Und die Zahlen überschneiden sich auch teilweise: So wird etwa eine Zahl für Krebstote angegeben und auch eine Zahl für Tote durch Rauchen. Raucher sterben aber zumindest zum Teil an Krebs. Das Deutsche Krebsforschungszentrum geht davon aus, dass bis zu 90 Prozent aller Lungenkrebsfälle auf das Rauchen zurückzuführen seien.
Daten von "Worldometer" sind keine Echtzeitdaten
Das zweite Problem ist die Datengrundlage. Als Quelle für den Vergleich dient die Website "Worldometer". Dort werden vermeintliche Echtzeitzähler zu unterschiedlichen Themen aufgelistet, etwa zur Weltbevölkerung, verbrauchter und hergestellter Energie oder Umweltthemen. Die Zahlen werden allerdings nicht wirklich in Echtzeit erhoben, sondern auf Basis von teilweise mehrere Jahre alten Daten geschätzt. "Worldometer" erklärt auf seiner Website: "Wir analysieren die verfügbaren Daten, führen statistische Analysen durch und erstellen unseren Algorithmus, der die Echtzeitschätzung liefert."
Ein Beispiel, das zeigt, weshalb die Zahlen irreführend sind: In der Grafik auf Instagram werden rund 10,7 Millionen Tote durch Abtreibungen von Januar bis April 2020 genannt.
Ein Blick auf "Worldometer" zeigt jedoch, dass diese Zahl sich auf alle weltweit durchgeführten Abtreibungen bezieht. Aktuell sind auf der Webseite – laut der Hochrechnung durch den Algorithmus – rund 18 Millionen Abtreibungen für 2020 verzeichnet (Stand 3. Juni).

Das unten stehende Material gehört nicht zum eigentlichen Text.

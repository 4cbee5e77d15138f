use std::{
    ffi::{CStr, CString},
    fmt,
};

use ash::{prelude::VkResult, vk};
use tracing::{debug, info};

use crate::{
    error::{Error, Result},
    extensions::check_extensions,
    queue_family::{PresentQueues, QueueFamilyIndices, QueueRequirements},
    surface::{SurfaceQueries, SurfaceSupport},
};

#[derive(Debug, Clone, Copy)]
pub struct QueueFamily {
    pub index: u32,
    pub properties: vk::QueueFamilyProperties,
}

/// Everything read about a device at enumeration time.
#[derive(Debug, Clone)]
pub struct PhysicalDevice {
    pub handle: vk::PhysicalDevice,
    pub name: String,
    pub properties: vk::PhysicalDeviceProperties,
    pub queue_families: Vec<QueueFamily>,
    pub extensions: Vec<CString>,
}

#[derive(Debug, Clone, PartialEq, Eq)]
pub enum Rejection {
    IncompleteQueueFamilies(QueueFamilyIndices),
    MissingExtensions(Vec<String>),
    InadequateSurface { formats: usize, present_modes: usize },
    SurfaceQueryFailed(vk::Result),
}

impl fmt::Display for Rejection {
    fn fmt(&self, f: &mut fmt::Formatter<'_>) -> fmt::Result {
        match self {
            Self::IncompleteQueueFamilies(indices) => write!(
                f,
                "missing queue families (graphics: {:?}, present: {:?})",
                indices.graphics_family, indices.present_family
            ),
            Self::MissingExtensions(names) => {
                write!(f, "missing extensions: {}", names.join(", "))
            }
            Self::InadequateSurface {
                formats,
                present_modes,
            } => write!(
                f,
                "surface offers {formats} formats and {present_modes} present modes"
            ),
            Self::SurfaceQueryFailed(err) => write!(f, "surface query failed: {err}"),
        }
    }
}

/// A device under evaluation, with what was learned about it.
#[derive(Debug)]
pub struct PhysicalDeviceCandidate<'a> {
    pub device: &'a PhysicalDevice,
    pub queue_families: QueueFamilyIndices,
    pub extensions: Result<()>,
    pub surface_support: Option<VkResult<SurfaceSupport>>,
    requirements: QueueRequirements,
}

impl<'a> PhysicalDeviceCandidate<'a> {
    /// The surface is queried only once the device's extensions check out.
    /// A failed query is kept and turns into a [`Rejection`].
    pub fn evaluate(
        device: &'a PhysicalDevice,
        required_extensions: &[&CStr],
        surface: Option<&dyn SurfaceQueries>,
    ) -> Self {
        let queue_families = QueueFamilyIndices::resolve(device, surface);
        let extensions = check_extensions(&device.extensions, required_extensions);
        let surface_support = match surface {
            Some(surface) if extensions.is_ok() => {
                Some(SurfaceSupport::query(surface, device.handle))
            }
            _ => None,
        };
        Self {
            device,
            queue_families,
            extensions,
            surface_support,
            requirements: QueueRequirements::for_surface(surface.is_some()),
        }
    }

    pub fn rejection(&self) -> Option<Rejection> {
        if !self.queue_families.is_complete(self.requirements) {
            return Some(Rejection::IncompleteQueueFamilies(self.queue_families));
        }
        if let Err(err) = &self.extensions {
            let missing = match err {
                Error::ExtensionUnsupported(missing) => missing.clone(),
                other => vec![other.to_string()],
            };
            return Some(Rejection::MissingExtensions(missing));
        }
        match &self.surface_support {
            Some(Err(err)) => Some(Rejection::SurfaceQueryFailed(*err)),
            Some(Ok(support)) if !support.is_adequate() => Some(Rejection::InadequateSurface {
                formats: support.formats.len(),
                present_modes: support.present_modes.len(),
            }),
            _ => None,
        }
    }

    pub fn is_suitable(&self) -> bool {
        self.rejection().is_none()
    }

    /// Consumes a suitable candidate; an unsuitable one yields its rejection.
    pub fn into_selected(self) -> std::result::Result<SelectedDevice, Rejection> {
        if let Some(rejection) = self.rejection() {
            return Err(rejection);
        }
        let incomplete = Rejection::IncompleteQueueFamilies(self.queue_families);
        let graphics_family = self
            .queue_families
            .graphics_family
            .ok_or_else(|| incomplete.clone())?;
        let presentation = match self.surface_support {
            Some(Ok(surface_support)) => Some(SelectedPresentation {
                queues: self.queue_families.present_queues().ok_or(incomplete)?,
                surface_support,
            }),
            Some(Err(err)) => return Err(Rejection::SurfaceQueryFailed(err)),
            None => None,
        };
        Ok(SelectedDevice {
            physical_device: self.device.clone(),
            queue_families: self.queue_families,
            graphics_family,
            presentation,
        })
    }
}

/// Present queues and surface envelope of a device selected for a surface.
#[derive(Debug, Clone)]
pub struct SelectedPresentation {
    pub queues: PresentQueues,
    pub surface_support: SurfaceSupport,
}

/// The device chosen by [`select_physical_device`].
#[derive(Debug, Clone)]
pub struct SelectedDevice {
    pub physical_device: PhysicalDevice,
    pub queue_families: QueueFamilyIndices,
    pub graphics_family: u32,
    /// Absent when selection ran without a surface.
    pub presentation: Option<SelectedPresentation>,
}

/// Picks the first suitable device in enumeration order.
///
/// Devices are not ranked: a suitable integrated GPU listed before a discrete
/// one is chosen over it. Failing driver queries only disqualify the device
/// they were made for.
pub fn select_physical_device(
    devices: &[PhysicalDevice],
    required_extensions: &[&CStr],
    surface: Option<&dyn SurfaceQueries>,
) -> Result<SelectedDevice> {
    for device in devices {
        match PhysicalDeviceCandidate::evaluate(device, required_extensions, surface).into_selected()
        {
            Ok(selected) => {
                info!(
                    "selected {} ({:?})",
                    device.name, device.properties.device_type
                );
                return Ok(selected);
            }
            Err(rejection) => debug!("skipping {}: {}", device.name, rejection),
        }
    }

    Err(Error::NoSuitableDevice {
        candidates: devices.len(),
    })
}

Als Quelle wird die WHO angegeben, offizielle Zahlen der WHO für dieses Jahr gibt es aber nicht. Nur allgemeine Durchschnittswerte: Demnach wurden zwischen 2010 und 2014 pro Jahr durchschnittlich 56 Millionen Abtreibungen durchgeführt. Dabei starben pro 100.000 Abtreibungen – abhängig von der Region und dem Gesundheitssystem – 30 bis 520 Frauen.
Mit den "Toten durch Abtreibung" sind also offenbar ungeborene Föten gemeint. Ein Vergleich mit Menschen, die wegen eines Virus wie SARS-CoV-2 gestorben sind, ist nicht aussagekräftig.
Grippetote sind oftmals nur Schätzungen oder Hochrechnungen
Ein weiteres Beispiel ist der Vergleich mit Influenza. Die im Instagram-Bild genannte Zahl von 122.062 Toten durch die saisonale Grippe seit Anfang 2020 ist nicht nachvollziehbar. "Worldometer" gibt als Quellen für die Schätzung Pressemitteilungen der US-amerikanischen Gesundheitsbehörde CDC und der WHO aus dem Jahr 2017 an.
Zudem sind die Statistiken für Grippe und COVID-19 grundsätzlich nicht miteinander vergleichbar, weil sie – zumindest in Deutschland - unterschiedlich erhoben werden: Die Corona-Fälle umfassen im Labor bestätigte Fälle, während die Influenza-Fälle eine statistische Hochrechnung aufgrund der Übersterblichkeit in einem bestimmten Zeitraum darstellen.
Fazit: Der Vergleich so unterschiedlicher Todesursachen führt in die Irre. Die Gefährlichkeit des Virus lässt sich nicht beurteilen, indem man es mit Autounfällen, Rauchen oder Abtreibungen vergleicht.